Publish date: April 9, 2013

Written by: Charles Digges

Russian authorities have filed a case against the elections watchdog Golos for failing to register as a “foreign agent” under the country’s new law requiring that NGOs receiving funding from abroad that engage in vaguely defined “political activity" do so, various news organizations have reported.

The organization is the first Russian NGO targetted by Russia’s new law governing civil society organizations.

The suit comes amid a sweep of hundreds of non-governmental organizations by various Russian authorities from the Prosecutor General to the fire inspectorate in a Kremlin-backed campaign that began late last month.

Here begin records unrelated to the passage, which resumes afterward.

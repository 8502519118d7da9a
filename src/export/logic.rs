use crate::core::grid::Grid;
use crate::core::keys::SketchTarget;
use crate::db::store::SeatStore;
use crate::errors::AppResult;
use crate::export::fs_utils::ensure_writable;
use crate::export::json_csv::{write_csv, write_json};
use crate::export::model::SeatExport;
use crate::export::{ExportFormat, notify_export_success};
use std::path::Path;

pub struct ExportLogic;

impl ExportLogic {
    pub fn rows(grid: &Grid, store: &SeatStore) -> AppResult<Vec<SeatExport>> {
        let mut out = Vec::with_capacity(grid.len());
        for seat in grid.seats() {
            let has_sketch = store
                .load_sketch(SketchTarget::Seat(seat.position))?
                .is_some();
            out.push(SeatExport::from_seat(seat, has_sketch));
        }
        Ok(out)
    }

    pub fn export(
        grid: &Grid,
        store: &SeatStore,
        format: ExportFormat,
        file: &str,
        force: bool,
    ) -> AppResult<()> {
        let path = Path::new(file);
        ensure_writable(path, force)?;

        if let Some(parent) = path.parent()
            && !parent.as_os_str().is_empty()
        {
            std::fs::create_dir_all(parent)?;
        }

        let rows = Self::rows(grid, store)?;
        match format {
            ExportFormat::Csv => write_csv(path, &rows)?,
            ExportFormat::Json => write_json(path, &rows)?,
        }

        notify_export_success(&format.as_str().to_uppercase(), path);
        Ok(())
    }
}
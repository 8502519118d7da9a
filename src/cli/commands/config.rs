use crate::cli::parser::Commands;
use crate::config::Config;
use crate::core::config::ConfigLogic;
use crate::errors::AppResult;
use crate::ui::messages::{info, success, warning};

pub fn handle(cmd: &Commands, _cfg: &Config) -> AppResult<()> {
    if let Commands::Config {
        print_config,
        check,
        edit_config,
        editor,
    } = cmd
    {
        let path = Config::config_file();

        if *print_config {
            ConfigLogic::print(&path)?;
        }

        if *check {
            let added = ConfigLogic::check_and_fill(&path)?;
            if added.is_empty() {
                success("Configuration file is complete.");
            } else {
                warning(format!("Added missing fields: {}", added.join(", ")));
            }
        }

        if *edit_config {
            ConfigLogic::edit(&path, editor)?;
        }

        if !*print_config && !*check && !*edit_config {
            info(format!("Configuration file: {}", path.display()));
        }
    }
    Ok(())
}
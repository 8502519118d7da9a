use crate::db::store::SeatStore;
use crate::errors::{AppError, AppResult};
use crate::models::position::Position;
use crate::models::seat::Seat;

/// Parse a grid dimension the way a numeric form field would be read:
/// anything that is not a positive integer counts as zero.
pub fn parse_dimension(raw: &str) -> usize {
    raw.trim().parse::<usize>().unwrap_or(0)
}

/// Row-major matrix of seats, hydrated from the store.
#[derive(Debug, Clone, PartialEq)]
pub struct Grid {
    rows: usize,
    cols: usize,
    seats: Vec<Seat>,
}

impl Grid {
    /// Build a fresh `rows × cols` grid. A zero dimension, or a seat count
    /// that does not fit in `usize`, yields an empty grid.
    pub fn build(store: &SeatStore, rows: usize, cols: usize) -> AppResult<Self> {
        let (rows, cols) = match rows.checked_mul(cols) {
            Some(n) if n > 0 => (rows, cols),
            _ => (0, 0),
        };

        let mut seats = Vec::new();
        for r in 0..rows {
            for c in 0..cols {
                let pos = Position::new(r, c);
                seats.push(Seat::from_record(pos, store.load_seat(pos)?));
            }
        }

        Ok(Self { rows, cols, seats })
    }

    pub fn rows(&self) -> usize {
        self.rows
    }

    pub fn cols(&self) -> usize {
        self.cols
    }

    pub fn len(&self) -> usize {
        self.seats.len()
    }

    pub fn is_empty(&self) -> bool {
        self.seats.is_empty()
    }

    pub fn contains(&self, pos: Position) -> bool {
        pos.row < self.rows && pos.col < self.cols
    }

    fn index_of(&self, pos: Position) -> Option<usize> {
        self.contains(pos).then(|| pos.row * self.cols + pos.col)
    }

    pub fn seat(&self, pos: Position) -> Option<&Seat> {
        self.index_of(pos).map(|i| &self.seats[i])
    }

    pub fn seat_mut(&mut self, pos: Position) -> Option<&mut Seat> {
        self.index_of(pos).map(move |i| &mut self.seats[i])
    }

    /// Like [`Grid::seat`], but a position outside the grid is an error.
    pub fn require(&self, pos: Position) -> AppResult<&Seat> {
        self.seat(pos)
            .ok_or_else(|| AppError::SeatNotFound(pos.to_string()))
    }

    pub fn require_mut(&mut self, pos: Position) -> AppResult<&mut Seat> {
        self.seat_mut(pos)
            .ok_or_else(|| AppError::SeatNotFound(pos.to_string()))
    }

    pub fn seats(&self) -> &[Seat] {
        &self.seats
    }

    pub fn seats_mut(&mut self) -> &mut [Seat] {
        &mut self.seats
    }

    pub fn positions(&self) -> impl Iterator<Item = Position> + '_ {
        self.seats.iter().map(|s| s.position)
    }

    /// Seats of one row, left to right.
    pub fn row(&self, r: usize) -> &[Seat] {
        if r >= self.rows {
            return &[];
        }
        &self.seats[r * self.cols..(r + 1) * self.cols]
    }
}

Several organizations receiving foreign financing are being hauled before prosecutors, including the Environmental Rights Center (ERC) Bellona, over various health and fire code and other bureaucratic infractions – and it will be determined Wednesday whether ERC Bellona is liable for a fine possibly as large as $20,000 after an unannounced inspection of the St. Petersburg office late last month.

The Russian Duma over the summer rushed through a law requiring all NGOs receiving foreign funding and engaged in as-yet-undefined “political activity” register themselves with Russia’s Justice Ministry as “foreign agents.”  

The law took effect in November.

No foreign funded Russian NGOs have yet registered themselves under the historically Stalin–era term, according to ERC Bellona’s chairman, Alexander Nikitin.

When the law did take effect, NGO’s receiving foreign funding boycotted registration. One organization that did seek to register – Shchit i Mech (Shield and Sword) was told by the Justice Ministry it could not receive information on how to do so because it was an NGO, The Moscow Times reported at the time.

Golos first to be prosecuted under ‘foreign agent’ law

But Golos, which revealed widespread vote fraud during Russia’s December 2011 Duma poll – sparking months of street protests in Moscow, St. Petersburg and other major Russian cities – has been under special scrutiny from the Kremlin, and on Tuesday became the first organization to be prosecuted under the new foreign agent law, western news agencies reported.

Russian authorities at the time were enraged and accused NGOs like Golos of being fronts for foreign states seeking to destabilize Russia, said the BBC.

The Russian Justice Ministry has now accused Golos – which in Russian means both “voice” and “vote” – of being politically active as well as an unregistered “foreign agent,” the BBC reported late Tuesday.

The Moscow Times reported that a statement posted on the Justice Ministry’s website (in Russian) said that since 2008, Golos had promoted a unified election code, which the web statement claims seeks to alter existing Russian legislation.

Golos therefore “receives foreign funding and carries out political activity on the territory of Russia [and] in other words acts in the capacity of a foreign agent,” the statement, as quoted by the paper, read.

Golos told the BBC it would fight to prove its innocence.

The case will go to court Wednesday and the group could be fined as much as 500,000 roubles ($16,000) and its director, Liliya Shibanova, up to 300,000 roubles ($10,000), the news agency reported.

Shibanova told the state news agency RIA Novosti that the group has not received foreign funding since the law took effect.

“I don’t know on what basis they’re doing this,” she told RIA Novosti, as quoted by the Associated Press.

Golos was in the past partly funded by the United States Agency for International Development (USAID), but that organization was in October  expelled from Russia by Kremlin order.

Grigory Melkonyants, deputy head of Golos, told Reuters that: “It’s a sign that without a doubt there has been a political order against Golos. These fines and made-up charges are part of a campaign to discredit and put pressure on Russian NGOs.”

In an interview with The Moscow Times, Melkonyants denied that his organization was involved in political activity and was not accepting foreign grants for monitoring elections.